Recently I have had a chance to watch two Studio Ghibli films I hadn't seen before, being 'Tonari no Totoro' ('My neighbour Totoro') and 'Majo no Takkyuubin' ('Kiki's Delivery Service'). To me films like these perfectly symbolise all that is awesome about being alive. No matter the adversity, there is always someone or something to help right things, and good actions are rewarded in the end. Even in a more serious Ghibli film such as 'Sen to Chihiro no Kamikakushi' ('Spirited Away'), these themes hold true. These make it very welcome, almost magical dreams to slip into.
Of course, Studio Ghibli hasn't just made innocent, everything-will-be-fine films suitable for children and adults alike. I saw 'Hotaru no Haka' ('Grave of the Fireflies') years ago for the first time. It was a heart-wrenching, soul-destroying experience. From the very first opening scenes onwards it's an experience of watching the last vestiges of hope get sniffed out through the ugliest sides of the human psyche until there is quite literally nothing left any more.
Rhyming such incredibly beautiful innocence and joy with utter bleakness and despair as being part of the same world and intrinsic aspects of the human psyche is almost too much to bear. This world is truly hatefully ugly and astoundingly beautiful at the same time, while populated by individuals capable of the most heart-warming humane and incomprehensibly evil acts, often within the same breath.

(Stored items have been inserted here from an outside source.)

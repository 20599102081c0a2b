use std::env;
use std::fs;
use std::path::{Path, PathBuf};

use serde::{Deserialize, Serialize};
use thiserror::Error;

use crate::aggregate::Bucket;
use crate::filter::MAX_TOP_N;

#[derive(Clone, Debug)]
pub struct AppConfig {
    pub data: DataConfig,
    pub analysis: AnalysisConfig,
    pub logging: LoggingConfig,
}

/// Where the source tables live. File names are relative to `dir`.
#[derive(Clone, Debug)]
pub struct DataConfig {
    pub dir: PathBuf,
    pub orders_file: String,
    pub order_items_file: String,
    pub customers_file: String,
    pub products_file: String,
    pub translations_file: String,
    pub delimiter: char,
}

#[derive(Clone, Debug)]
pub struct AnalysisConfig {
    pub default_top_n: usize,
    pub heatmap_pairs: usize,
    pub default_bucket: Bucket,
    pub status: String,
}

#[derive(Clone, Debug)]
pub struct LoggingConfig {
    pub level: String,
    pub format: LogFormat,
}

#[derive(Clone, Copy, Debug, PartialEq, Eq, Serialize, Deserialize)]
#[serde(rename_all = "snake_case")]
pub enum LogFormat {
    Compact,
    Pretty,
    Json,
}

#[derive(Clone, Debug, Default)]
pub struct ConfigOverrides {
    pub data_dir: Option<PathBuf>,
    pub log_level: Option<String>,
}

#[derive(Clone, Debug, Default)]
pub struct LoadOptions {
    pub config_path: Option<PathBuf>,
    pub require_file: bool,
    pub overrides: ConfigOverrides,
}

#[derive(Debug, Error)]
pub enum ConfigError {
    #[error("could not read config file `{path}`: {source}")]
    ReadFile { path: PathBuf, source: std::io::Error },
    #[error("could not parse config file `{path}`: {source}")]
    ParseFile { path: PathBuf, source: toml::de::Error },
    #[error("required config file was not found: `{0}`")]
    MissingConfigFile(PathBuf),
    #[error("environment variable interpolation failed for `{var}`")]
    MissingEnvInterpolation { var: String },
    #[error("unterminated environment interpolation expression")]
    UnterminatedInterpolation,
    #[error("invalid environment override for `{key}`: `{value}`")]
    InvalidEnvOverride { key: String, value: String },
    #[error("configuration validation failed: {0}")]
    Validation(String),
}

impl Default for AppConfig {
    fn default() -> Self {
        Self {
            data: DataConfig {
                dir: PathBuf::from("data"),
                orders_file: "orders_dataset.csv".to_string(),
                order_items_file: "order_items_dataset.csv".to_string(),
                customers_file: "customers_dataset.csv".to_string(),
                products_file: "products_dataset.csv".to_string(),
                translations_file: "product_category_name_translation.csv".to_string(),
                delimiter: ',',
            },
            analysis: AnalysisConfig {
                default_top_n: 10,
                heatmap_pairs: 20,
                default_bucket: Bucket::Month,
                status: "delivered".to_string(),
            },
            logging: LoggingConfig { level: "info".to_string(), format: LogFormat::Compact },
        }
    }
}

impl std::str::FromStr for LogFormat {
    type Err = ConfigError;

    fn from_str(value: &str) -> Result<Self, Self::Err> {
        match value.trim().to_ascii_lowercase().as_str() {
            "compact" => Ok(Self::Compact),
            "pretty" => Ok(Self::Pretty),
            "json" => Ok(Self::Json),
            other => Err(ConfigError::Validation(format!(
                "unsupported log format `{other}` (expected compact|pretty|json)"
            ))),
        }
    }
}

impl DataConfig {
    pub fn orders_path(&self) -> PathBuf {
        self.dir.join(&self.orders_file)
    }

    pub fn order_items_path(&self) -> PathBuf {
        self.dir.join(&self.order_items_file)
    }

    pub fn customers_path(&self) -> PathBuf {
        self.dir.join(&self.customers_file)
    }

    pub fn products_path(&self) -> PathBuf {
        self.dir.join(&self.products_file)
    }

    pub fn translations_path(&self) -> PathBuf {
        self.dir.join(&self.translations_file)
    }
}

impl AppConfig {
    pub fn load(options: LoadOptions) -> Result<Self, ConfigError> {
        let mut config = Self::default();
        let maybe_path = resolve_config_path(options.config_path.as_deref());

        if let Some(path) = maybe_path {
            let patch = read_patch(&path)?;
            config.apply_patch(patch);
        } else if options.require_file {
            let expected = options.config_path.unwrap_or_else(|| PathBuf::from("salesight.toml"));
            return Err(ConfigError::MissingConfigFile(expected));
        }

        config.apply_env_overrides()?;
        config.apply_overrides(options.overrides);
        config.validate()?;

        Ok(config)
    }

    fn apply_patch(&mut self, patch: ConfigPatch) {
        if let Some(data) = patch.data {
            if let Some(dir) = data.dir {
                self.data.dir = dir;
            }
            if let Some(orders_file) = data.orders_file {
                self.data.orders_file = orders_file;
            }
            if let Some(order_items_file) = data.order_items_file {
                self.data.order_items_file = order_items_file;
            }
            if let Some(customers_file) = data.customers_file {
                self.data.customers_file = customers_file;
            }
            if let Some(products_file) = data.products_file {
                self.data.products_file = products_file;
            }
            if let Some(translations_file) = data.translations_file {
                self.data.translations_file = translations_file;
            }
            if let Some(delimiter) = data.delimiter {
                self.data.delimiter = delimiter;
            }
        }

        if let Some(analysis) = patch.analysis {
            if let Some(default_top_n) = analysis.default_top_n {
                self.analysis.default_top_n = default_top_n;
            }
            if let Some(heatmap_pairs) = analysis.heatmap_pairs {
                self.analysis.heatmap_pairs = heatmap_pairs;
            }
            if let Some(default_bucket) = analysis.default_bucket {
                self.analysis.default_bucket = default_bucket;
            }
            if let Some(status) = analysis.status {
                self.analysis.status = status;
            }
        }

        if let Some(logging) = patch.logging {
            if let Some(level) = logging.level {
                self.logging.level = level;
            }
            if let Some(format) = logging.format {
                self.logging.format = format;
            }
        }
    }

    fn apply_env_overrides(&mut self) -> Result<(), ConfigError> {
        if let Some(value) = read_env("SALESIGHT_DATA_DIR") {
            self.data.dir = PathBuf::from(value);
        }
        if let Some(value) = read_env("SALESIGHT_DATA_DELIMITER") {
            self.data.delimiter = parse_char("SALESIGHT_DATA_DELIMITER", &value)?;
        }

        if let Some(value) = read_env("SALESIGHT_ANALYSIS_TOP_N") {
            self.analysis.default_top_n = parse_usize("SALESIGHT_ANALYSIS_TOP_N", &value)?;
        }
        if let Some(value) = read_env("SALESIGHT_ANALYSIS_HEATMAP_PAIRS") {
            self.analysis.heatmap_pairs = parse_usize("SALESIGHT_ANALYSIS_HEATMAP_PAIRS", &value)?;
        }
        if let Some(value) = read_env("SALESIGHT_ANALYSIS_BUCKET") {
            self.analysis.default_bucket =
                value.parse().map_err(|_| ConfigError::InvalidEnvOverride {
                    key: "SALESIGHT_ANALYSIS_BUCKET".to_string(),
                    value: value.clone(),
                })?;
        }
        if let Some(value) = read_env("SALESIGHT_ANALYSIS_STATUS") {
            self.analysis.status = value;
        }

        let log_level =
            read_env("SALESIGHT_LOGGING_LEVEL").or_else(|| read_env("SALESIGHT_LOG_LEVEL"));
        if let Some(value) = log_level {
            self.logging.level = value;
        }
        let log_format =
            read_env("SALESIGHT_LOGGING_FORMAT").or_else(|| read_env("SALESIGHT_LOG_FORMAT"));
        if let Some(value) = log_format {
            self.logging.format = value.parse()?;
        }

        Ok(())
    }

    fn apply_overrides(&mut self, overrides: ConfigOverrides) {
        if let Some(data_dir) = overrides.data_dir {
            self.data.dir = data_dir;
        }
        if let Some(log_level) = overrides.log_level {
            self.logging.level = log_level;
        }
    }

    pub fn validate(&self) -> Result<(), ConfigError> {
        validate_data(&self.data)?;
        validate_analysis(&self.analysis)?;
        validate_logging(&self.logging)?;
        Ok(())
    }
}

fn resolve_config_path(explicit_path: Option<&Path>) -> Option<PathBuf> {
    if let Some(path) = explicit_path {
        return path.exists().then_some(path.to_path_buf());
    }

    [PathBuf::from("salesight.toml"), PathBuf::from("config/salesight.toml")]
        .into_iter()
        .find(|path| path.exists())
}

fn read_patch(path: &Path) -> Result<ConfigPatch, ConfigError> {
    let raw = fs::read_to_string(path)
        .map_err(|source| ConfigError::ReadFile { path: path.to_path_buf(), source })?;

    let interpolated = interpolate_env_vars(&raw)?;
    toml::from_str::<ConfigPatch>(&interpolated)
        .map_err(|source| ConfigError::ParseFile { path: path.to_path_buf(), source })
}

fn interpolate_env_vars(input: &str) -> Result<String, ConfigError> {
    let mut output = String::with_capacity(input.len());
    let mut chars = input.chars().peekable();

    while let Some(ch) = chars.next() {
        if ch == '$' && matches!(chars.peek(), Some('{')) {
            chars.next();
            let mut key = String::new();

            loop {
                match chars.next() {
                    Some('}') => break,
                    Some(next) => key.push(next),
                    None => return Err(ConfigError::UnterminatedInterpolation),
                }
            }

            let value = env::var(&key)
                .map_err(|_| ConfigError::MissingEnvInterpolation { var: key.clone() })?;
            output.push_str(&value);
            continue;
        }

        output.push(ch);
    }

    Ok(output)
}

fn validate_data(data: &DataConfig) -> Result<(), ConfigError> {
    if data.dir.as_os_str().is_empty() {
        return Err(ConfigError::Validation("data.dir must not be empty".to_string()));
    }

    let files = [
        ("data.orders_file", &data.orders_file),
        ("data.order_items_file", &data.order_items_file),
        ("data.customers_file", &data.customers_file),
        ("data.products_file", &data.products_file),
        ("data.translations_file", &data.translations_file),
    ];
    for (key, value) in files {
        if value.trim().is_empty() {
            return Err(ConfigError::Validation(format!("{key} must not be empty")));
        }
    }

    if !data.delimiter.is_ascii() || data.delimiter.is_ascii_alphanumeric() {
        return Err(ConfigError::Validation(
            "data.delimiter must be a single ASCII punctuation or whitespace character"
                .to_string(),
        ));
    }

    Ok(())
}

fn validate_analysis(analysis: &AnalysisConfig) -> Result<(), ConfigError> {
    if analysis.default_top_n == 0 || analysis.default_top_n > MAX_TOP_N {
        return Err(ConfigError::Validation(format!(
            "analysis.default_top_n must be in range 1..={MAX_TOP_N}"
        )));
    }

    if analysis.heatmap_pairs == 0 || analysis.heatmap_pairs > MAX_TOP_N {
        return Err(ConfigError::Validation(format!(
            "analysis.heatmap_pairs must be in range 1..={MAX_TOP_N}"
        )));
    }

    if analysis.status.trim().is_empty() {
        return Err(ConfigError::Validation("analysis.status must not be empty".to_string()));
    }

    Ok(())
}

fn validate_logging(logging: &LoggingConfig) -> Result<(), ConfigError> {
    let level = logging.level.trim().to_ascii_lowercase();
    match level.as_str() {
        "trace" | "debug" | "info" | "warn" | "error" => Ok(()),
        _ => Err(ConfigError::Validation(
            "logging.level must be one of trace|debug|info|warn|error".to_string(),
        )),
    }
}

fn read_env(key: &str) -> Option<String> {
    env::var(key).ok().filter(|value| !value.trim().is_empty())
}

fn parse_usize(key: &str, value: &str) -> Result<usize, ConfigError> {
    value.trim().parse::<usize>().map_err(|_| ConfigError::InvalidEnvOverride {
        key: key.to_string(),
        value: value.to_string(),
    })
}

fn parse_char(key: &str, value: &str) -> Result<char, ConfigError> {
    let value = if value == "\\t" { "\t" } else { value };
    let mut chars = value.chars();
    match (chars.next(), chars.next()) {
        (Some(ch), None) => Ok(ch),
        _ => Err(ConfigError::InvalidEnvOverride { key: key.to_string(), value: value.to_string() }),
    }
}

#[derive(Debug, Default, Deserialize)]
struct ConfigPatch {
    data: Option<DataPatch>,
    analysis: Option<AnalysisPatch>,
    logging: Option<LoggingPatch>,
}

#[derive(Debug, Default, Deserialize)]
struct DataPatch {
    dir: Option<PathBuf>,
    orders_file: Option<String>,
    order_items_file: Option<String>,
    customers_file: Option<String>,
    products_file: Option<String>,
    translations_file: Option<String>,
    delimiter: Option<char>,
}

#[derive(Debug, Default, Deserialize)]
struct AnalysisPatch {
    default_top_n: Option<usize>,
    heatmap_pairs: Option<usize>,
    default_bucket: Option<Bucket>,
    status: Option<String>,
}

#[derive(Debug, Default, Deserialize)]
struct LoggingPatch {
    level: Option<String>,
    format: Option<LogFormat>,
}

Innocence is in many ways the most desirable point to achieve in life, yet so frighteningly easily shattered. A recent example of this was when the president of Nintendo, Iwata Satoru, died. Trying to rhyme the image of innocence projected by the video games he and his colleagues, like Miyamoto Shigeru, concerned themselves with for decades with the brutal reality of a medical emergency and sudden death is what upset countless people all around the world upon receiving this sad news. Someone who is basically a good person who manages to bring a smile onto the faces of many people cannot possibly die, right?
This transiency and fragility of everything that is pure, innocent and heart-achingly beautiful is taught to us as an unavoidable fact of life, leaving us to embrace the gritty, bleak and uncompromising reality that remains as the only reality that will ever always be.
Part of me wants to believe so strongly that one can keep dreaming and live innocently and happily like this forever. That there is enough goodness and humanity in people to make it so that no child's dreams and innocence will ever have to be shattered again.
Yet no matter how fervently one may wish for this to become reality, the harsh truth will likely remain that the only way we can experience innocence and happiness until the very end is how the little match girl from Hans Christian Andersen's short story managed it.